▶ Problem requirements
Below are records. Count every line containing the word "present" and give the number alone.

▶ Material to process

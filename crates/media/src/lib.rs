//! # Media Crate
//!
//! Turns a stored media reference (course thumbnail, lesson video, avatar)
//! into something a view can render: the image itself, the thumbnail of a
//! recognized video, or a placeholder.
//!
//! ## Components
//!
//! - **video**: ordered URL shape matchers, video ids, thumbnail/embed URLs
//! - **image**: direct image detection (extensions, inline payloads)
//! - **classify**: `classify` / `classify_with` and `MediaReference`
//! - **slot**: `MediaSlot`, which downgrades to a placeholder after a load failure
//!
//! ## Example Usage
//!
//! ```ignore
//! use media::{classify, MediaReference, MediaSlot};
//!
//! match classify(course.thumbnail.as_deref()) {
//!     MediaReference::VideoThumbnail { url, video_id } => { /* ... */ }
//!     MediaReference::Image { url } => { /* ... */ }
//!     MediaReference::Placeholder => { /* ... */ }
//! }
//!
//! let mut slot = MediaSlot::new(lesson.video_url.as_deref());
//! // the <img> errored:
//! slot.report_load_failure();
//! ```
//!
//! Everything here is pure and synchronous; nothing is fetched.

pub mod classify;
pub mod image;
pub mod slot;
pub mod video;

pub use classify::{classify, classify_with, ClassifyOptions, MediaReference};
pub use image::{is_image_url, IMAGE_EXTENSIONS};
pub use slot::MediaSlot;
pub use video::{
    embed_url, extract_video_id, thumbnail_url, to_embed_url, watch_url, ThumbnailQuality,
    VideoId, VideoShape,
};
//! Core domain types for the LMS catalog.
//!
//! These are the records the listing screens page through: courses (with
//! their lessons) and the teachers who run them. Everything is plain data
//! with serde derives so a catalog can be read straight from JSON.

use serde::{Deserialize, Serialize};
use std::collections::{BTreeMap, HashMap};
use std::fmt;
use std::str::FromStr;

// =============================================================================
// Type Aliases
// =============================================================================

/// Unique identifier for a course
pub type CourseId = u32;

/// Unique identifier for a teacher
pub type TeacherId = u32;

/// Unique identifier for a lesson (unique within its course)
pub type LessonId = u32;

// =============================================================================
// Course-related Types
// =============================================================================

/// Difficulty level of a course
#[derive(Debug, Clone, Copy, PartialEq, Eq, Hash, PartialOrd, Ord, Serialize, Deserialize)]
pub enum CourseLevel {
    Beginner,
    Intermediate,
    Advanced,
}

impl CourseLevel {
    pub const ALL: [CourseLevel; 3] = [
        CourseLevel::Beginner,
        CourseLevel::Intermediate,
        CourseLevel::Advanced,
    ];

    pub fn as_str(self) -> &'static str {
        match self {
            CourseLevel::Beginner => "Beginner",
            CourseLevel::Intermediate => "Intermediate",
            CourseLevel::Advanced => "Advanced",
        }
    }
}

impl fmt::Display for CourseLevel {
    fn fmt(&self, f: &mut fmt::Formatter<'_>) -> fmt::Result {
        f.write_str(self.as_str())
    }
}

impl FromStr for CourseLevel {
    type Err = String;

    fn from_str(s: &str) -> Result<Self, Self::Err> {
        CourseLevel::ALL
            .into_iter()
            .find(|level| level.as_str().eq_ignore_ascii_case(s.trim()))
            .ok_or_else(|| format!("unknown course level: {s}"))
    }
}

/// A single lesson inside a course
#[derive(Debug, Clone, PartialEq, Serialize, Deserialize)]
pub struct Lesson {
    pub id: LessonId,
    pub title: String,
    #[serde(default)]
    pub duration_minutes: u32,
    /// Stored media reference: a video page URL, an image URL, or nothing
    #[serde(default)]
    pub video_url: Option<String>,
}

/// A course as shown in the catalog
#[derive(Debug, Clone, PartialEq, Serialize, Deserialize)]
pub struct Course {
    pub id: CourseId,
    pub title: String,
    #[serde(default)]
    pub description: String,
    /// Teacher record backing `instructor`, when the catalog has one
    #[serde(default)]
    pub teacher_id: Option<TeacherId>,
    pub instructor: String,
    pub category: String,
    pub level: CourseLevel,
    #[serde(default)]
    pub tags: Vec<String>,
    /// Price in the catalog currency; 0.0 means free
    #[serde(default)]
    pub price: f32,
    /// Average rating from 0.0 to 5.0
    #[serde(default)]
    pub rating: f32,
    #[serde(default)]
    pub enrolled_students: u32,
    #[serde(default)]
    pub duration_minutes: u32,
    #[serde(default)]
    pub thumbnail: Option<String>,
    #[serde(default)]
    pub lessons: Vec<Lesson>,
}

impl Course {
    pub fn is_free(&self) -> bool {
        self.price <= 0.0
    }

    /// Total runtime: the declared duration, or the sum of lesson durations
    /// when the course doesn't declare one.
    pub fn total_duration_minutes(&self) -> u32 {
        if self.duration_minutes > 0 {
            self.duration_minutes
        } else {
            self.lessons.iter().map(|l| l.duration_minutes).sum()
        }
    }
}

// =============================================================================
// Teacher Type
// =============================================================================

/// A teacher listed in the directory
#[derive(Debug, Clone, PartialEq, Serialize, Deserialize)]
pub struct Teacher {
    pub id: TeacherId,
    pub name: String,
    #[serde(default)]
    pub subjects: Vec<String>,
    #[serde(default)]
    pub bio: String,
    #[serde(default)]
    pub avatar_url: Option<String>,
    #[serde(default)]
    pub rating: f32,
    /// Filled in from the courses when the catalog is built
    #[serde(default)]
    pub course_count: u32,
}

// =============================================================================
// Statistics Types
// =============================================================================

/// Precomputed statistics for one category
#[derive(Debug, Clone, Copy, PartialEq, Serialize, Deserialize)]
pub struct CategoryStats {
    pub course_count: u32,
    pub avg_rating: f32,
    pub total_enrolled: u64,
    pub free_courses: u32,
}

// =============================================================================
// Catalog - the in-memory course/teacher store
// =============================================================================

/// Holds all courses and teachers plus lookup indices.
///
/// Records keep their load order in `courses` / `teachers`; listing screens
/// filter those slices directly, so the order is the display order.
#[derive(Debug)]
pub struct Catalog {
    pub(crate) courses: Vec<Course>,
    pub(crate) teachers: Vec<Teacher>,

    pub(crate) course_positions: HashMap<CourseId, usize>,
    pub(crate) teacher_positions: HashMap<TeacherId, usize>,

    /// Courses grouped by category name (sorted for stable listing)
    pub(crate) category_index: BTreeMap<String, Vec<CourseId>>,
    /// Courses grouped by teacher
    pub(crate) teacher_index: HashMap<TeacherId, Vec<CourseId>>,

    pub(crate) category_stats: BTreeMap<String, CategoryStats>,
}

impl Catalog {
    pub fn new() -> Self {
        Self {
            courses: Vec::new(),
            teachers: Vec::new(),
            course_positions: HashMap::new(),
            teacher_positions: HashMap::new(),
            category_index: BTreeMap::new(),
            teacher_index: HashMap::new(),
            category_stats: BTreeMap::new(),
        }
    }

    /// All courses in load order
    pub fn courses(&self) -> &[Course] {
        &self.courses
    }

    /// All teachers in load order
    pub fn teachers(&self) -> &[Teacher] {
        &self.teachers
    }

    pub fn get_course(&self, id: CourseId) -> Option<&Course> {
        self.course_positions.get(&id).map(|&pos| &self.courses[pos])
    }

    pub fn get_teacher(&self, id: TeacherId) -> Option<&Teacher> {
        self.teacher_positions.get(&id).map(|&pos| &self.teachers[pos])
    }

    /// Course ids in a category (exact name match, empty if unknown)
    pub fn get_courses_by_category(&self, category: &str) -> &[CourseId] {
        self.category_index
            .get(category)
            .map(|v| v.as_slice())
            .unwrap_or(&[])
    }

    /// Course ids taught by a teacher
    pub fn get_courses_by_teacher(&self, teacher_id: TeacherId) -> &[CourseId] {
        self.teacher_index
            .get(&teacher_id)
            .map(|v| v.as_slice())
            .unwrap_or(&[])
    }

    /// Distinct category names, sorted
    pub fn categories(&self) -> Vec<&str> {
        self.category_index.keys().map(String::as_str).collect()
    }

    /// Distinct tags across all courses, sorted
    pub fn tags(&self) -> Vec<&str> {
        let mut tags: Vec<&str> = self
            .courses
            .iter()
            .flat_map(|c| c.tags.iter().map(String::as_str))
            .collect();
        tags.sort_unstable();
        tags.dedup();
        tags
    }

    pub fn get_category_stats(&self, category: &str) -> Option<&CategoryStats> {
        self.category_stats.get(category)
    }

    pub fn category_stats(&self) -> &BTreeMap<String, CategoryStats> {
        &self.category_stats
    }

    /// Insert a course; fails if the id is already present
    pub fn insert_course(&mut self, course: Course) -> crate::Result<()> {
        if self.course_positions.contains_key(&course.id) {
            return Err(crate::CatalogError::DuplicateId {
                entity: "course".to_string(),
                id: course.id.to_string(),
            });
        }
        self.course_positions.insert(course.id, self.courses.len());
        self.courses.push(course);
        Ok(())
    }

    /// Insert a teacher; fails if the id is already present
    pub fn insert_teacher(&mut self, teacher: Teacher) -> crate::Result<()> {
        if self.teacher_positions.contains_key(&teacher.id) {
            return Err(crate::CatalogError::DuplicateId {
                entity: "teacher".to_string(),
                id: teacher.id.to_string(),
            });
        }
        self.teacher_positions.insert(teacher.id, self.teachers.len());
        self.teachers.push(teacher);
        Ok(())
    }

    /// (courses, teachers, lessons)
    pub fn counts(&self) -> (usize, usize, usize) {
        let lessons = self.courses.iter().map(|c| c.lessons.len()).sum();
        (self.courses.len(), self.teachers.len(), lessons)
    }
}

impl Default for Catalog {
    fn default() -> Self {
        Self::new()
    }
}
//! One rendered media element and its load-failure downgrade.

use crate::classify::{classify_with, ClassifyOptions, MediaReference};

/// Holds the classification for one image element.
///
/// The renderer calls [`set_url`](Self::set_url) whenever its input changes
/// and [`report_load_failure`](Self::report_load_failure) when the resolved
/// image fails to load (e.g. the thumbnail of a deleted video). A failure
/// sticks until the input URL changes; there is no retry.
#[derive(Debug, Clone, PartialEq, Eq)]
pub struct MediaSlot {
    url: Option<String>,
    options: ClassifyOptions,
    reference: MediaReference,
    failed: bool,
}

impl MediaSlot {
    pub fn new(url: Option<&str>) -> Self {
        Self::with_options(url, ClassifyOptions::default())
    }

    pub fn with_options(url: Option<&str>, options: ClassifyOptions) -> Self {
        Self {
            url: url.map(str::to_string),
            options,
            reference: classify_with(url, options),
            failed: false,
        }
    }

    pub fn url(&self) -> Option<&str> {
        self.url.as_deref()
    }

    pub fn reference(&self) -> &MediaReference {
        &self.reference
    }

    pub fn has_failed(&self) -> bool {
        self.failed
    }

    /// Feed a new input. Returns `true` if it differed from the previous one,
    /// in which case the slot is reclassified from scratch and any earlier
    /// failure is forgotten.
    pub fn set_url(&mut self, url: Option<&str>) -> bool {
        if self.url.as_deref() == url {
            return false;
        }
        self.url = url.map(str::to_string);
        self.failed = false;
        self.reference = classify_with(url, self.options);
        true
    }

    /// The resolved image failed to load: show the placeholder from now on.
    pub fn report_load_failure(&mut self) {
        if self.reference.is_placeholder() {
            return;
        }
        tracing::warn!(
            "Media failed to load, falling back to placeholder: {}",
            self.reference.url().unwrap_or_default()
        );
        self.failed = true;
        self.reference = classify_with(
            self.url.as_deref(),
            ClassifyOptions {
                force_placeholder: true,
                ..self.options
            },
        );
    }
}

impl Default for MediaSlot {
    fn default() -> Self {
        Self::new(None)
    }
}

▶ Solution for this task
2